Saving for retirement or other big life moments is often viewed as an end in itself: Sock away a little bit each month, and you’ll achieve your financial goals. But many of these accounts can also play a role in lowering your tax burden here and now.
Take Erin Lowry, a self-employed personal finance expert who blogs at BrokeMillennial.com and whose book “Broke Millennial Takes on Investing” will be published in early April. Her transition from company employee with a 401(k) to self-employed worker included the challenge of setting up a new retirement plan.
“The advice out there is for the traditional employee, like, ‘Make sure you get the employer match,’” she recalls. “As a self-employed person, retirement is entirely on my shoulders.”
That includes navigating a complicated set of issues when it comes to retirement savings, such as deciding which type of account best fits her needs.
Lowry said she eventually picked a SEP-IRA, which has higher contribution limits than traditional or Roth IRAs. It also has the advantage of helping with tax planning because contributions are tax-deductible.

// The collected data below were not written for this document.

use axum::http::HeaderValue;
use axum::{extract::Request, middleware::Next, response::Response};
use uuid::Uuid;

pub const REQUEST_ID_HEADER: &str = "x-request-id";

/// Correlation id of the inbound request, available to handlers as an extension.
#[derive(Debug, Clone)]
pub struct RequestId(pub String);

/// Accept the caller's `x-request-id` or mint one, expose it to handlers and
/// echo it on the response.
pub async fn request_id_middleware(mut req: Request, next: Next) -> Response {
    let request_id = req
        .headers()
        .get(REQUEST_ID_HEADER)
        .and_then(|h| h.to_str().ok())
        .filter(|s| !s.is_empty())
        .map(str::to_string)
        .unwrap_or_else(|| Uuid::new_v4().to_string());

    req.extensions_mut().insert(RequestId(request_id.clone()));

    let mut response = next.run(req).await;

    if let Ok(header_value) = HeaderValue::from_str(&request_id) {
        response
            .headers_mut()
            .insert(REQUEST_ID_HEADER, header_value);
    }

    response
}
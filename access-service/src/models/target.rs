//! Entitlement targets and group-membership visibility.

use serde::{Deserialize, Serialize};
use std::collections::{BTreeMap, BTreeSet};

/// Something whose visibility depends on the viewer's identity groups.
pub trait GroupScoped {
    fn is_visible_to(&self, user_groups: &BTreeSet<String>) -> bool;
}

/// Keep the items visible to `user_groups`, preserving order.
pub fn filter_visible<T>(items: Vec<T>, user_groups: &BTreeSet<String>) -> Vec<T>
where
    T: GroupScoped,
{
    items
        .into_iter()
        .filter(|item| item.is_visible_to(user_groups))
        .collect()
}

/// A single requestable entitlement, as cached from its provider.
#[derive(Debug, Clone, PartialEq, Serialize, Deserialize)]
pub struct CachedTarget {
    pub id: String,
    pub target_group_id: String,
    /// Access rule that exposes this target.
    pub access_rule: String,
    /// Provider parameters identifying the target (e.g. `accountId`).
    #[serde(default)]
    pub fields: BTreeMap<String, String>,
    /// Identity groups the access rule grants this target to.
    #[serde(default)]
    pub groups: BTreeSet<String>,
    /// Users who may review requests for this target.
    #[serde(default)]
    pub reviewers: BTreeSet<String>,
}

impl GroupScoped for CachedTarget {
    /// A target is only visible through one of its groups; an ungrouped
    /// target is requestable by nobody.
    fn is_visible_to(&self, user_groups: &BTreeSet<String>) -> bool {
        !self.groups.is_disjoint(user_groups)
    }
}

#[cfg(test)]
mod tests {
    use super::*;

    fn target(id: &str, groups: &[&str]) -> CachedTarget {
        CachedTarget {
            id: id.to_string(),
            target_group_id: "aws".to_string(),
            access_rule: "rule-1".to_string(),
            fields: BTreeMap::new(),
            groups: groups.iter().map(|g| g.to_string()).collect(),
            reviewers: BTreeSet::new(),
        }
    }

    fn groups(names: &[&str]) -> BTreeSet<String> {
        names.iter().map(|g| g.to_string()).collect()
    }

    #[test]
    fn filters_by_membership_in_order() {
        let targets = vec![
            target("c", &["eng"]),
            target("a", &["ops"]),
            target("b", &["eng", "ops"]),
        ];
        let visible = filter_visible(targets, &groups(&["eng"]));
        let ids: Vec<&str> = visible.iter().map(|t| t.id.as_str()).collect();
        assert_eq!(ids, vec!["c", "b"]);
    }

    #[test]
    fn ungrouped_targets_are_hidden() {
        let visible = filter_visible(vec![target("a", &[])], &groups(&["eng"]));
        assert!(visible.is_empty());
    }
}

The SEP-IRA allows Lowry to contribute for the previous tax year until the tax-filing deadline of April 15, which gives her time to strategize with her accountant on last-minute contributions to lower her taxable income. “I’ll put in a little more right before I finalize my tax return for 2018,” she notes.
Tapping those types of tax strategies are crucial for financial planning, says Chantel Bonneau, a wealth management adviser at Northwestern Mutual. And more workers may be thinking about getting a better handle on their tax burdens after the massive tax overhaul that went into effect last year, she adds.
That being said, she advises people to focus on their financial targets first and foremost.
“We all want tax benefits, but make sure you are doing things that will get you closer to your goal,” she says. In other words, “Don’t buy a house for the tax benefit – buy it because you want to own a house.”
Below are five key accounts that help lower tax burdens either now or during a life transition, financial experts say.
Offered by employers, 401(k) plans allow workers to set aside retirement funds on a tax-deferred basis. Those contributions will lower your taxable income in the year they are made, reducing your current tax bill. However, you’ll pay income tax on your withdrawals once you hit retirement and start tapping the account.
Several other plans offer similar tax-deferred savings, including the traditional IRA and the SEP-IRA used by Lowry, with the latter geared toward self-employed workers or small-business owners.
The Roth IRA, however, offers a different type of tax advantage: You pay income tax on contributions in the year you make them but withdraw the funds tax-free in retirement. Roth IRAs can offer savings for workers who believe they’ll be in a higher tax bracket when they retire, notes Bonneau.
The tax advantage of Roth IRAs attracted Susanmarie Harrington, a professor at University of Vermont in Burlington. She started setting up IRAs when she began working but switched to Roth IRAs because, she says, “it seemed more tax advantageous.”
Flexible spending accounts
There are two types of tax-advantaged accounts geared toward medical expenses, flexible spending accounts and health savings accounts, but they have significant differences.
Flexible savings accounts (FSA) are limited to $2,700 per contributor in 2019, meaning that is the maximum tax-exempt amount a worker can set aside. Those funds can then be used to pay for health care expenses like co-pays or medication. But there’s one big drawback: These accounts are “use it or lose it,” which means you lose the amount you’ve set aside if you fail to file for reimbursement before the FSA claim deadline, typically in March of the following year.
Heath savings accounts
HSAs are “triple tax-advantaged” plans for people who have high-deductible health care plans, says Shobin Uralil, the COO and co-founder of Lively, an HSA provider. Funds are contributed on a pre-tax basis, and if they are used to pay for medical expenses, they’re also not subject to taxes. Lastly, some contributions may also be exempt from Social Security and Medicare taxes, Uralil added.
Unlike FSAs, the funds “stay with you,” Uralil adds. “Even though the account may be provided by your employer, you as the account holder are the one who owns the funds, and you are the one who gets the tax benefit. When you leave, the funds stay with you.”
College is another expensive life event where tax breaks can provide welcome relief. 529 plans are typically more flexible than consumers realize, says Ksenia Yudina, CEO of U-Nest, an app that provides 529 investing, and a former financial adviser.
Parents don’t need to open a plan in the state where they live, and grandparents and other relatives and friends can also invest in a 529 plan, she adds. And the plans offer significant tax breaks, she notes.
While you put in after-tax dollars, those contributions grow tax-free, and withdrawals are not taxed, either.
“Some people don’t realize that 529 plans have those major tax benefits,” she says.
Contributions can be invested in a number of mutual funds, index funds or other investments. On top of the investment gains, “the tax benefits compound,” Yudina says. “So over the long-term, it makes a huge, huge difference.”